* WORK INSTRUCTIONS
For every line that contains the string "Result", pull that line out of the material below.

»»

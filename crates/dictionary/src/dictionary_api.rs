// https://dictionaryapi.dev/ - free, no key, english entries with wiktionary sources

use reqwest::StatusCode;

use crate::{DictionaryError, Entry};

pub const DICTIONARY_API_URL: &str = "https://api.dictionaryapi.dev/api/v2/entries/en";

pub(crate) fn entry_url(base_url: &str, word: &str) -> String {
    format!(
        "{}/{}",
        base_url.trim_end_matches('/'),
        urlencoding::encode(word)
    )
}

pub(crate) async fn get_entries(
    client: &reqwest::Client,
    base_url: &str,
    word: &str,
) -> Result<Vec<Entry>, DictionaryError> {
    let url = entry_url(base_url, word);
    tracing::debug!(%url, "requesting dictionary entries");
    let res = client.get(&url).send().await.map_err(DictionaryError::Fetch)?;
    let status = res.status();
    tracing::debug!(%status, "dictionary responded");
    // unknown words come back as a 404 with a json "title", the body is ignored then
    let body = res.bytes().await.map_err(DictionaryError::Fetch)?;
    interpret_response(status, &body)
}

/// Turns a raw response into entries. Every non-success status counts as
/// "not found", whatever the code.
pub fn interpret_response(status: StatusCode, body: &[u8]) -> Result<Vec<Entry>, DictionaryError> {
    if !status.is_success() {
        return Err(DictionaryError::NotFound { status });
    }
    serde_json::from_slice::<Vec<Entry>>(body).map_err(DictionaryError::Deserialize)
}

««

* EXERCISE OUTPUT
) -> Result<Vec<Entry>, DictionaryError> {
pub fn interpret_response(status: StatusCode, body: &[u8]) -> Result<Vec<Entry>, DictionaryError> {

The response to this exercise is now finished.